Fiduciary interest income, now segregated from Marsh’s and Guy Carpenter’s revenue for presentation purposes, was $25 million in the quarter, compared with $40 million last year. For the year, fiduciary income was $139 million, compared with $177 million last year.
Consulting
Mercer’s revenue declined 8 percent to $807 million in the fourth quarter, and was unchanged on an underlying basis. Mercer’s consulting operations produced revenue of $589 million, an increase of 1 percent on an underlying basis from the prior year’s fourth quarter; outsourcing, with revenue of $149 million, declined 6 percent; and investment consulting and management, with revenue of $69 million, grew 7 percent. For 2008, Mercer’s revenue grew 8 percent, or 7 percent on an underlying basis.
Primarily due to ongoing adverse global economic and financial market conditions, Oliver Wyman’s revenue declined 11 percent to $392 million in the fourth quarter, or 10 percent on an underlying basis. For 2008, Oliver Wyman’s revenue increased 2 percent, but declined 2 percent on an underlying basis.

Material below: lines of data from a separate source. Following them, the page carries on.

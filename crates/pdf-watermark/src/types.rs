use thiserror::Error;

#[derive(Error, Debug)]
pub enum WatermarkError {
    #[error("PDF error: {0}")]
    Pdf(#[from] lopdf::Error),
    #[error("IO error: {0}")]
    Io(#[from] std::io::Error),
    #[error("Invalid watermark configuration: {0}")]
    Config(String),
    #[error("Malformed page: {0}")]
    MalformedPage(String),
    #[error("Task join error: {0}")]
    TaskJoin(#[from] tokio::task::JoinError),
}

pub type Result<T> = std::result::Result<T, WatermarkError>;

/// Axis-aligned rectangle in PDF user space (points, origin bottom-left)
#[derive(Debug, Clone, Copy, PartialEq)]
#[cfg_attr(feature = "serde", derive(serde::Serialize, serde::Deserialize))]
pub struct Rect {
    pub x: f32,
    pub y: f32,
    pub width: f32,
    pub height: f32,
}

impl Rect {
    pub fn new(x: f32, y: f32, width: f32, height: f32) -> Self {
        Self {
            x,
            y,
            width,
            height,
        }
    }

    /// Rectangle anchored at the origin
    pub fn sized(width: f32, height: f32) -> Self {
        Self::new(0.0, 0.0, width, height)
    }

    pub fn right(&self) -> f32 {
        self.x + self.width
    }

    pub fn top(&self) -> f32 {
        self.y + self.height
    }

    /// `[llx lly urx ury]` as used by `/Rect` and `/BBox`
    pub fn to_pdf_array(&self) -> Vec<lopdf::Object> {
        vec![
            lopdf::Object::Real(self.x),
            lopdf::Object::Real(self.y),
            lopdf::Object::Real(self.right()),
            lopdf::Object::Real(self.top()),
        ]
    }
}

/// Standard Type1 fonts available to every PDF viewer without embedding
#[derive(Debug, Clone, Copy, PartialEq, Eq, Default)]
#[cfg_attr(feature = "serde", derive(serde::Serialize, serde::Deserialize))]
pub enum StandardFont {
    #[default]
    Courier,
    CourierBold,
    Helvetica,
    HelveticaBold,
    TimesRoman,
    TimesBold,
}

impl StandardFont {
    /// The `/BaseFont` name
    pub fn base_font(self) -> &'static str {
        match self {
            StandardFont::Courier => "Courier",
            StandardFont::CourierBold => "Courier-Bold",
            StandardFont::Helvetica => "Helvetica",
            StandardFont::HelveticaBold => "Helvetica-Bold",
            StandardFont::TimesRoman => "Times-Roman",
            StandardFont::TimesBold => "Times-Bold",
        }
    }
}

/// Page size in points
#[derive(Debug, Clone, Copy, PartialEq)]
pub struct PageSize {
    pub width: f32,
    pub height: f32,
}

/// Result of stamping a single document
#[derive(Debug, Clone, PartialEq)]
pub struct StampStatistics {
    /// Number of pages that received the watermark annotation
    pub pages_stamped: usize,
    /// Pages whose size could not be read and fell back to the default
    pub pages_with_default_size: usize,
}
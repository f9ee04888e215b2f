//! Stage directory layout under the destination root
//!
//! Every stage writes `<root>/<stage dir>/<name>` where `<name>` is the
//! source file name, so the three renditions of a document always share
//! one name.

use crate::types::{PipelineError, Result, Stage};
use std::path::{Path, PathBuf};
use tokio::sync::OnceCell;

/// Pure path arithmetic for the stage directories
#[derive(Debug, Clone, PartialEq, Eq)]
pub struct StageLayout {
    root: PathBuf,
}

impl StageLayout {
    pub fn new(root: impl Into<PathBuf>) -> Self {
        Self { root: root.into() }
    }

    pub fn root(&self) -> &Path {
        &self.root
    }

    pub fn dir(&self, stage: Stage) -> PathBuf {
        self.root.join(stage.dir_name())
    }

    pub fn path_for(&self, stage: Stage, name: &str) -> PathBuf {
        self.dir(stage).join(name)
    }
}

/// Stage directories created on first use.
///
/// Each directory is created at most once per run. Concurrent first users
/// wait on the same initialisation, and an already existing directory is
/// accepted as is.
#[derive(Debug)]
pub struct StageDirectories {
    layout: StageLayout,
    created: [OnceCell<()>; 3],
}

impl StageDirectories {
    pub fn new(layout: StageLayout) -> Self {
        Self {
            layout,
            created: [OnceCell::new(), OnceCell::new(), OnceCell::new()],
        }
    }

    pub fn layout(&self) -> &StageLayout {
        &self.layout
    }

    /// Make sure the stage directory exists and return its path
    pub async fn ensure(&self, stage: Stage) -> Result<PathBuf> {
        let dir = self.layout.dir(stage);
        self.created[stage.index()]
            .get_or_try_init(|| async {
                tokio::fs::create_dir_all(&dir).await?;
                log::debug!("Created stage directory {}", dir.display());
                Ok::<_, PipelineError>(())
            })
            .await?;
        Ok(dir)
    }

    /// Whether `ensure` already ran successfully for the stage
    pub fn is_created(&self, stage: Stage) -> bool {
        self.created[stage.index()].initialized()
    }
}

/// Size of a stage input, or a precondition error naming the missing path
pub(crate) async fn require_stage_input(stage: Stage, path: &Path) -> Result<u64> {
    match tokio::fs::metadata(path).await {
        Ok(meta) if meta.is_file() => Ok(meta.len()),
        Ok(_) => Err(PipelineError::MissingStageInput {
            stage,
            path: path.to_owned(),
        }),
        Err(err) if err.kind() == std::io::ErrorKind::NotFound => {
            Err(PipelineError::MissingStageInput {
                stage,
                path: path.to_owned(),
            })
        }
        Err(err) => Err(err.into()),
    }
}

Consulting segment revenue totaled $1.2 billion in the fourth quarter of 2008, a decline of 9 percent, or 3 percent on an underlying basis. Operating income declined to $82 million. Adjusted operating income was $121 million, compared with $162 million in 2007. For 2008, segment revenue totaled $5.2 billion, an increase of 6 percent, or 4 percent on an underlying basis. Operating income was $555 million in 2008, compared with $606 million in the prior year. Adjusted operating income was $595 million, compared with $614 million in 2007.
Risk Consulting and Technology
Kroll’s revenue of $188 million in the fourth quarter declined 11 percent from the year-ago quarter, or 8 percent on an underlying basis. Underlying revenue in the risk mitigation and response business increased 4 percent; litigation support and data recovery declined 6 percent; and background screening declined 19 percent.
Corporate Advisory and Restructuring was divested in the fourth quarter. As a result, revenue declined to $13 million and a loss was recorded in the quarter.
Risk Consulting and Technology segment revenue totaled $201 million in the fourth quarter of 2008, a decline of 19 percent, or 16 percent on an underlying basis. Due to the loss on the disposal of the Corporate Advisory and Restructuring businesses, the segment had a loss of $27 million, compared with operating income of $15 million in the prior year’s quarter. For 2008, segment revenue grew 1 percent to $993 million. Adjusted operating income declined 10 percent to $88 million.
Other Items
MMC had investment income in the fourth quarter of 2008 of $19 million, primarily due to mark-to-market gains in private equity investments. For the year, investment losses were $12 million, compared with investment income of $173 million in 2007. Corporate interest income was $8 million in the fourth quarter, compared with $31 million in the prior year, primarily due to lower interest rates. Additionally, last year there were higher invested funds prior to the December tax payment relating to the sale of Putnam.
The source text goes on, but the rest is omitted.